Mario Savio (born December 8, 1942, Queens, New York—died November 6, 1996, Sebastopol, California) was a U.S. educator and student free-speech activist who reached prominence as spokesman for the 1960s Free Speech Movement (FSM) at the University of California, Berkeley. At the time dismissed by local officials as a radical and troublemaker, Savio was esteemed by students. After his involvement in the FSM and the dispersal of its members, Savio led a mostly quiet, private life.
Savio was the son of a machinist who could only afford to send him to Queens College, from which he transferred to Manhattan College, where he excelled at physics. In fall 1963 he matriculated at the University of California, Berkeley, and became a philosophy major. Savio participated in a successful student protest of the San Francisco Hotel Association, which had refused to hire African Americans for any jobs other than maintenance and housekeeping. Devoting himself to the civil rights movement, Savio joined the small army of college-age volunteers who traveled to Mississippi during the Freedom Summer of 1964 and witnessed the violence of white supremacy at close quarters.
Inspired by the civil rights activists, Savio returned to Berkeley in the autumn eager to raise money and recruits for the Student Nonviolent Coordinating Committee. His plans quickly ran afoul of the university’s policies prohibiting students from engaging in political organizing. When police arrested one student, Jack Weinberg, for violating the prohibition, Berkeley students staged a spontaneous sit-in on October 1, surrounding the police car holding Weinberg for more than 30 hours. Savio’s address to the gathering, from atop the police car, galvanized the crowd and helped him become the movement’s most prominent spokesperson.

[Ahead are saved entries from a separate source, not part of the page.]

use std::{collections::BTreeMap, env};

pub const OPENAI_API_KEY: &str = "OPENAI_API_KEY";
pub const FINDER_MAX_CANDIDATES: &str = "FINDER_MAX_CANDIDATES";
pub const FINDER_TOP_K: &str = "FINDER_TOP_K";

/// Environment values captured once at startup.
///
/// Everything downstream reads from the snapshot, never from the live process environment, so
/// a running service sees one consistent set of overrides.
#[derive(Debug, Clone, Default)]
pub struct EnvSnapshot {
	vars: BTreeMap<String, String>,
}
impl EnvSnapshot {
	pub fn from_process() -> Self {
		Self::from_pairs(env::vars())
	}

	pub fn from_pairs<I, K, V>(pairs: I) -> Self
	where
		I: IntoIterator<Item = (K, V)>,
		K: Into<String>,
		V: Into<String>,
	{
		Self { vars: pairs.into_iter().map(|(key, value)| (key.into(), value.into())).collect() }
	}

	/// Returns the trimmed value, treating blank values as unset.
	pub fn get(&self, key: &str) -> Option<&str> {
		self.vars.get(key).map(|value| value.trim()).filter(|value| !value.is_empty())
	}
}

#[cfg(test)]
mod tests {
	use super::*;

	#[test]
	fn blank_values_read_as_unset() {
		let env = EnvSnapshot::from_pairs([("A", "  "), ("B", " value ")]);

		assert_eq!(env.get("A"), None);
		assert_eq!(env.get("B"), Some("value"));
		assert_eq!(env.get("C"), None);
	}
}
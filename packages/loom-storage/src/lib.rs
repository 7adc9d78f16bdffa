pub mod memory;
pub mod models;

mod error;

pub use error::Error;
pub use memory::MemoryThreadStore;
pub use models::{ChatTurn, Message, Role, Thread, ThreadPatch};

use std::{future::Future, pin::Pin};

use loom_domain::ThreadMeta;

pub type Result<T, E = Error> = std::result::Result<T, E>;

pub type BoxFuture<'a, T> = Pin<Box<dyn Future<Output = T> + Send + 'a>>;

/// Per-user conversation storage.
///
/// `user_id` is opaque; resolving it from a session is the caller's job. Operations on a thread
/// the user does not own behave exactly like operations on a missing thread.
pub trait ThreadStore
where
	Self: Send + Sync,
{
	/// Thread metadata ordered by `updated_at`, newest first.
	fn list_threads<'a>(&'a self, user_id: &'a str) -> BoxFuture<'a, Result<Vec<ThreadMeta>>>;

	fn get_thread<'a>(
		&'a self,
		user_id: &'a str,
		thread_id: &'a str,
	) -> BoxFuture<'a, Result<Option<Thread>>>;

	fn create_thread<'a>(&'a self, user_id: &'a str, title: &'a str)
	-> BoxFuture<'a, Result<Thread>>;

	fn update_thread<'a>(
		&'a self,
		user_id: &'a str,
		thread_id: &'a str,
		patch: ThreadPatch,
	) -> BoxFuture<'a, Result<Thread>>;

	fn append_message<'a>(
		&'a self,
		user_id: &'a str,
		thread_id: &'a str,
		message: Message,
	) -> BoxFuture<'a, Result<Thread>>;

	/// Appends both messages of a turn and records its response id as one update.
	fn record_turn<'a>(
		&'a self,
		user_id: &'a str,
		thread_id: &'a str,
		turn: ChatTurn,
	) -> BoxFuture<'a, Result<Thread>>;

	fn delete_thread<'a>(&'a self, user_id: &'a str, thread_id: &'a str)
	-> BoxFuture<'a, Result<()>>;
}
use clap::builder::{
	Styles,
	styling::{AnsiColor, Effects},
};

pub const VERSION: &str = env!("CARGO_PKG_VERSION");

pub fn styles() -> Styles {
	Styles::styled()
		.header(AnsiColor::Cyan.on_default() | Effects::BOLD)
		.usage(AnsiColor::Cyan.on_default() | Effects::BOLD)
		.literal(AnsiColor::Yellow.on_default() | Effects::BOLD)
		.placeholder(AnsiColor::Green.on_default())
}
use serde::{Deserialize, Serialize};
use serde_json::Value;

use crate::{Error, LoomService, Result, TextRequest, thread_not_found};
use loom_config::RequestKind;
use loom_domain::now_ms;
use loom_storage::{ChatTurn, Message, Role, Thread};

const CHAT_INSTRUCTIONS: &str = "You are a helpful assistant continuing an ongoing conversation.";

#[derive(Debug, Clone, Copy, Default, PartialEq, Eq, Serialize, Deserialize)]
#[serde(rename_all = "snake_case")]
pub enum ChatMode {
	#[default]
	Fast,
	Deep,
}
impl ChatMode {
	pub fn kind(self) -> RequestKind {
		match self {
			Self::Fast => RequestKind::ChatFast,
			Self::Deep => RequestKind::ChatDeep,
		}
	}
}

#[derive(Debug, Clone, Serialize, Deserialize)]
pub struct ReplyRequest {
	pub message: String,
	#[serde(default)]
	pub mode: ChatMode,
}

#[derive(Debug, Clone, Serialize, Deserialize)]
#[serde(rename_all = "camelCase")]
pub struct ReplyResponse {
	pub thread_id: String,
	pub response_id: String,
	pub model: String,
	pub reply: String,
}

impl LoomService {
	/// Sends a user message on a thread and records the assistant reply.
	///
	/// Turns chain through the backend: each call continues from the thread's last response id.
	/// Nothing is written to the thread unless the model call succeeds.
	pub async fn reply(
		&self,
		user_id: &str,
		thread_id: &str,
		req: ReplyRequest,
	) -> Result<ReplyResponse> {
		let content = req.message.trim();

		if content.is_empty() {
			return Err(Error::invalid("message must be a non-empty string."));
		}

		let thread = self
			.store
			.get_thread(user_id, thread_id)
			.await?
			.ok_or_else(|| thread_not_found(thread_id))?;
		let request = TextRequest {
			kind: req.mode.kind(),
			input: chat_input(&thread, content),
			previous_response_id: thread.last_response_id.clone(),
			instructions: Some(CHAT_INSTRUCTIONS.to_string()),
		};
		let response = self.dispatcher.create_text_response(request).await?;
		let now = now_ms();

		let turn = ChatTurn {
			user: Message { role: Role::User, content: content.to_string(), created_at: now },
			assistant: Message {
				role: Role::Assistant,
				content: response.text.clone(),
				created_at: now,
			},
			response_id: response.id.clone(),
		};

		self.store.record_turn(user_id, thread_id, turn).await?;

		Ok(ReplyResponse {
			thread_id: thread_id.to_string(),
			response_id: response.id,
			model: response.model,
			reply: response.text,
		})
	}
}

/// Builds the model input for one turn.
///
/// A chained turn only carries the new message because the backend already holds the history.
/// The first chained turn on a thread with earlier messages replays them so no context is lost.
fn chat_input(thread: &Thread, content: &str) -> Value {
	if thread.last_response_id.is_some() || thread.messages.is_empty() {
		return Value::String(content.to_string());
	}

	let mut items: Vec<Value> = thread
		.messages
		.iter()
		.map(|message| {
			serde_json::json!({ "role": message.role.as_str(), "content": message.content })
		})
		.collect();

	items.push(serde_json::json!({ "role": "user", "content": content }));

	Value::Array(items)
}
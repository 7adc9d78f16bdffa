use serde::{Deserialize, Serialize};

use loom_domain::ThreadMeta;

#[derive(Debug, Clone, Copy, PartialEq, Eq, Serialize, Deserialize)]
#[serde(rename_all = "lowercase")]
pub enum Role {
	User,
	Assistant,
}
impl Role {
	pub fn as_str(self) -> &'static str {
		match self {
			Self::User => "user",
			Self::Assistant => "assistant",
		}
	}
}

#[derive(Debug, Clone, PartialEq, Serialize, Deserialize)]
#[serde(rename_all = "camelCase")]
pub struct Message {
	pub role: Role,
	pub content: String,
	pub created_at: i64,
}

#[derive(Debug, Clone, PartialEq, Serialize, Deserialize)]
#[serde(rename_all = "camelCase")]
pub struct Thread {
	#[serde(flatten)]
	pub meta: ThreadMeta,
	pub created_at: i64,
	/// Backend response id of the last chained reply, used to continue the conversation.
	pub last_response_id: Option<String>,
	pub messages: Vec<Message>,
}

/// Partial update. `None` leaves the field untouched.
#[derive(Debug, Clone, Default)]
pub struct ThreadPatch {
	pub title: Option<String>,
	pub summary: Option<String>,
}

/// One completed chat exchange and the backend response id that continues the chain.
#[derive(Debug, Clone)]
pub struct ChatTurn {
	pub user: Message,
	pub assistant: Message,
	pub response_id: String,
}
use serde::{Deserialize, Serialize};
use serde_json::Value;

use crate::{Contract, Error, LoomService, ParsedRequest, Result};
use loom_config::RequestKind;

pub const CODE_TASK_SCHEMA_NAME: &str = "code_task_plan";

const CODE_TASK_INSTRUCTIONS: &str = "Turn the request into a concrete coding task. \
Give it a short imperative title, a one-sentence summary and an ordered list of small, \
verifiable implementation steps.";

#[derive(Debug, Clone, PartialEq, Eq, Serialize, Deserialize)]
#[serde(deny_unknown_fields)]
pub struct CodeTaskPlan {
	pub title: String,
	pub summary: String,
	pub steps: Vec<String>,
}
impl Contract for CodeTaskPlan {
	fn validate(&self) -> std::result::Result<(), String> {
		if self.title.trim().is_empty() {
			return Err("title must be non-empty.".to_string());
		}
		if self.steps.is_empty() {
			return Err("steps must contain at least one step.".to_string());
		}
		if let Some(index) = self.steps.iter().position(|step| step.trim().is_empty()) {
			return Err(format!("steps[{index}] must be non-empty."));
		}

		Ok(())
	}
}

#[derive(Debug, Clone, Serialize, Deserialize)]
pub struct CodeTaskRequest {
	pub prompt: String,
}

impl LoomService {
	pub async fn generate_code_task(&self, req: CodeTaskRequest) -> Result<CodeTaskPlan> {
		let prompt = req.prompt.trim();

		if prompt.is_empty() {
			return Err(Error::invalid("prompt must be a non-empty string."));
		}

		self.dispatcher
			.create_parsed_response::<CodeTaskPlan>(ParsedRequest {
				kind: RequestKind::CodeTask,
				input: Value::String(prompt.to_string()),
				schema: code_task_schema(),
				schema_name: CODE_TASK_SCHEMA_NAME,
				instructions: Some(CODE_TASK_INSTRUCTIONS.to_string()),
			})
			.await?
			.require()
	}
}

pub fn code_task_schema() -> Value {
	serde_json::json!({
		"type": "object",
		"additionalProperties": false,
		"required": ["title", "summary", "steps"],
		"properties": {
			"title": { "type": "string" },
			"summary": { "type": "string" },
			"steps": { "type": "array", "items": { "type": "string" } }
		}
	})
}
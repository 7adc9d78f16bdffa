mod env;
mod error;
mod models;
mod types;

pub use env::{EnvSnapshot, FINDER_MAX_CANDIDATES, FINDER_TOP_K, OPENAI_API_KEY};
pub use error::{Error, Result};
pub use models::{
	DEFAULT_CHAT_MODEL, KindDefaults, ModelRegistry, OPENAI_MODEL_CHAT, OPENAI_MODEL_CODE_TASK,
	OPENAI_MODEL_DEEP, OPENAI_MODEL_FAST, OPENAI_MODEL_FINDER, OPENAI_MODEL_INTENT,
	OPENAI_MODEL_SUMMARIZE, ReasoningEffort, RequestKind, ResolvedModel, Verbosity,
};
pub use types::{
	Config, DEFAULT_MAX_CANDIDATES, DEFAULT_SUMMARY_PLACEHOLDER, DEFAULT_TOP_K, Finder,
	MAX_CANDIDATES_CAP, ProviderConfig, Providers, Security, Service, Summary,
};

use std::{fs, path::Path};

pub fn load(path: &Path) -> Result<Config> {
	load_with_env(path, &EnvSnapshot::from_process())
}

pub fn load_with_env(path: &Path, env: &EnvSnapshot) -> Result<Config> {
	let raw = fs::read_to_string(path)
		.map_err(|err| Error::ReadConfig { path: path.to_path_buf(), source: err })?;

	let mut cfg: Config = toml::from_str(&raw)
		.map_err(|err| Error::ParseConfig { path: path.to_path_buf(), source: err })?;

	apply_env(&mut cfg, env)?;

	normalize(&mut cfg);

	validate(&cfg)?;

	Ok(cfg)
}

pub fn apply_env(cfg: &mut Config, env: &EnvSnapshot) -> Result<()> {
	if cfg.providers.responses.api_key.trim().is_empty()
		&& let Some(key) = env.get(OPENAI_API_KEY)
	{
		cfg.providers.responses.api_key = key.to_string();
	}
	// Environment limits are clamped into range; only file values are range-checked.
	if let Some(raw) = env.get(FINDER_MAX_CANDIDATES) {
		cfg.finder.max_candidates = parse_count(FINDER_MAX_CANDIDATES, raw)?;
	}
	if let Some(raw) = env.get(FINDER_TOP_K) {
		cfg.finder.top_k = parse_count(FINDER_TOP_K, raw)?;
	}

	Ok(())
}

pub fn validate(cfg: &Config) -> Result<()> {
	if cfg.service.http_bind.trim().is_empty() {
		return Err(Error::Validation {
			message: "service.http_bind must be non-empty.".to_string(),
		});
	}

	let provider = &cfg.providers.responses;

	for (label, value) in [
		("providers.responses.provider_id", &provider.provider_id),
		("providers.responses.api_base", &provider.api_base),
		("providers.responses.path", &provider.path),
	] {
		if value.trim().is_empty() {
			return Err(Error::Validation { message: format!("{label} must be non-empty.") });
		}
	}

	if provider.api_key.trim().is_empty() {
		return Err(Error::Validation {
			message: format!(
				"providers.responses.api_key must be non-empty; set it in the config file or via {OPENAI_API_KEY}."
			),
		});
	}
	if provider.timeout_ms == 0 {
		return Err(Error::Validation {
			message: "providers.responses.timeout_ms must be greater than zero.".to_string(),
		});
	}
	if provider.default_headers.values().any(|value| !value.is_string()) {
		return Err(Error::Validation {
			message: "providers.responses.default_headers values must be strings.".to_string(),
		});
	}

	for (label, value) in
		[("finder.max_candidates", cfg.finder.max_candidates), ("finder.top_k", cfg.finder.top_k)]
	{
		if !(1..=MAX_CANDIDATES_CAP).contains(&value) {
			return Err(Error::Validation {
				message: format!("{label} must be in the range 1-{MAX_CANDIDATES_CAP}."),
			});
		}
	}

	if cfg.summary.placeholder.trim().is_empty() {
		return Err(Error::Validation {
			message: "summary.placeholder must be non-empty.".to_string(),
		});
	}

	Ok(())
}

fn normalize(cfg: &mut Config) {
	let provider = &mut cfg.providers.responses;

	provider.api_key = provider.api_key.trim().to_string();

	while provider.api_base.ends_with('/') {
		provider.api_base.pop();
	}
}

fn parse_count(key: &str, raw: &str) -> Result<u32> {
	let count = raw.parse::<u32>().map_err(|_| Error::Validation {
		message: format!("{key} must be a non-negative integer, got {raw:?}."),
	})?;

	Ok(count.clamp(1, MAX_CANDIDATES_CAP))
}
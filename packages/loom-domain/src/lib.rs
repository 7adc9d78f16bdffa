pub mod assemble;
pub mod lexical;
pub mod prompt;
pub mod rerank;
pub mod tokenize;

use serde::{Deserialize, Serialize};
use time::OffsetDateTime;

/// Read-only view of a stored conversation used by retrieval.
#[derive(Debug, Clone, PartialEq, Serialize, Deserialize)]
#[serde(rename_all = "camelCase")]
pub struct ThreadMeta {
	pub id: String,
	pub title: String,
	pub summary: Option<String>,
	/// Milliseconds since the Unix epoch.
	pub updated_at: i64,
}

pub fn now_ms() -> i64 {
	(OffsetDateTime::now_utc().unix_timestamp_nanos() / 1_000_000) as i64
}
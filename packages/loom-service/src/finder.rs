use serde::{Deserialize, Serialize};
use serde_json::Value;

use crate::{Error, LoomService, ParsedRequest, Result};
use loom_config::{MAX_CANDIDATES_CAP, RequestKind};
use loom_domain::{
	assemble::{FinderOption, assemble, index_candidates},
	lexical, prompt,
	rerank::{RERANK_SCHEMA_NAME, RerankResults, rerank_schema},
};

#[derive(Debug, Clone, Serialize, Deserialize)]
#[serde(rename_all = "camelCase")]
pub struct FinderRequest {
	pub query: String,
	#[serde(default)]
	pub max_candidates: Option<i64>,
}

#[derive(Debug, Clone, Serialize, Deserialize)]
#[serde(rename_all = "camelCase")]
pub struct FinderResponse {
	pub query: String,
	pub options: Vec<FinderOption>,
}
impl FinderResponse {
	fn empty(query: String) -> Self {
		Self { query, options: Vec::new() }
	}
}

impl LoomService {
	/// Finds the user's threads that best match a free-text query.
	///
	/// A local lexical pass picks the candidates, then the finder model reranks them. No model
	/// call is made when the user has no threads.
	pub async fn find(&self, user_id: &str, req: FinderRequest) -> Result<FinderResponse> {
		let query = req.query.trim().to_string();

		if query.is_empty() {
			return Err(Error::invalid("query must be a non-empty string."));
		}

		let requested = validate_max_candidates(req.max_candidates)?;
		let threads = self.store.list_threads(user_id).await?;

		if threads.is_empty() {
			return Ok(FinderResponse::empty(req.query));
		}

		let limit = self.cfg.finder.candidate_limit(requested);
		let candidates = lexical::select(threads, &query, limit);

		if candidates.is_empty() {
			return Ok(FinderResponse::empty(req.query));
		}

		let top_k = self.cfg.finder.result_limit();
		let rerank_prompt = prompt::build_rerank_prompt(&query, &candidates, top_k);
		let response = self
			.dispatcher
			.create_parsed_response::<RerankResults>(ParsedRequest {
				kind: RequestKind::Finder,
				input: Value::String(rerank_prompt),
				schema: rerank_schema(),
				schema_name: RERANK_SCHEMA_NAME,
				instructions: None,
			})
			.await?;
		let results = response.require()?.results;
		let returned = results.len();
		let by_id = index_candidates(&candidates);
		let mut options = assemble(results, &by_id);

		if options.len() < returned {
			tracing::debug!(
				returned,
				kept = options.len(),
				"Dropped rerank results that reference unknown or repeated threads."
			);
		}

		options.truncate(top_k);

		Ok(FinderResponse { query: req.query, options })
	}
}

fn validate_max_candidates(value: Option<i64>) -> Result<Option<u32>> {
	let Some(value) = value else { return Ok(None) };

	if !(1..=i64::from(MAX_CANDIDATES_CAP)).contains(&value) {
		return Err(Error::invalid(format!(
			"maxCandidates must be an integer between 1 and {MAX_CANDIDATES_CAP}."
		)));
	}

	Ok(Some(value as u32))
}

That demonstration was the first of many such rallies and nonviolent protests that rocked the university campus for the next several months. In another speech in December 1964, which became one of the iconic statements of the times, Savio crystallized the students’ grievances with his angry denunciation of the university as a heartless, overly bureaucratic machine and urged students to throw their bodies into the machine’s gears in order to stop it. The protests at first involved occupying buildings, striking, and getting arrested, but, as the FSM merged with the antiwar movement, some Berkeley students marched on military draft induction centres and clashed in the streets with policemen wearing riot gear. The police engaged in a forceful crackdown against student rallies, even using tear gas dropped in canisters from helicopters on the students. The response seemed to undermine the unity of the FSM.
Savio was suspended from Berkeley for his activities and left the university. His education and activism lost momentum, and he spent the 1970s in relative obscurity, working as a bartender, bookstore clerk, and math teacher. He earned bachelor’s (1984) and master’s (1985) degrees in physics from San Francisco State University. He then embarked on a career in higher education, teaching at San Francisco State, Modesto Junior College, and finally, beginning in 1990, Sonoma State University. He became more active in political issues, and in 1996 he debated the president of the University of California (UC) over Proposition 209, which outlawed affirmative action in UC admissions. Several days before his death he publicly opposed a proposed Sonoma State fee hike in a debate. In 1998 the University of California, Berkeley, honoured Savio and the FSM by creating a library endowment in his name and establishing an archive of the movement in the university’s Bancroft Library.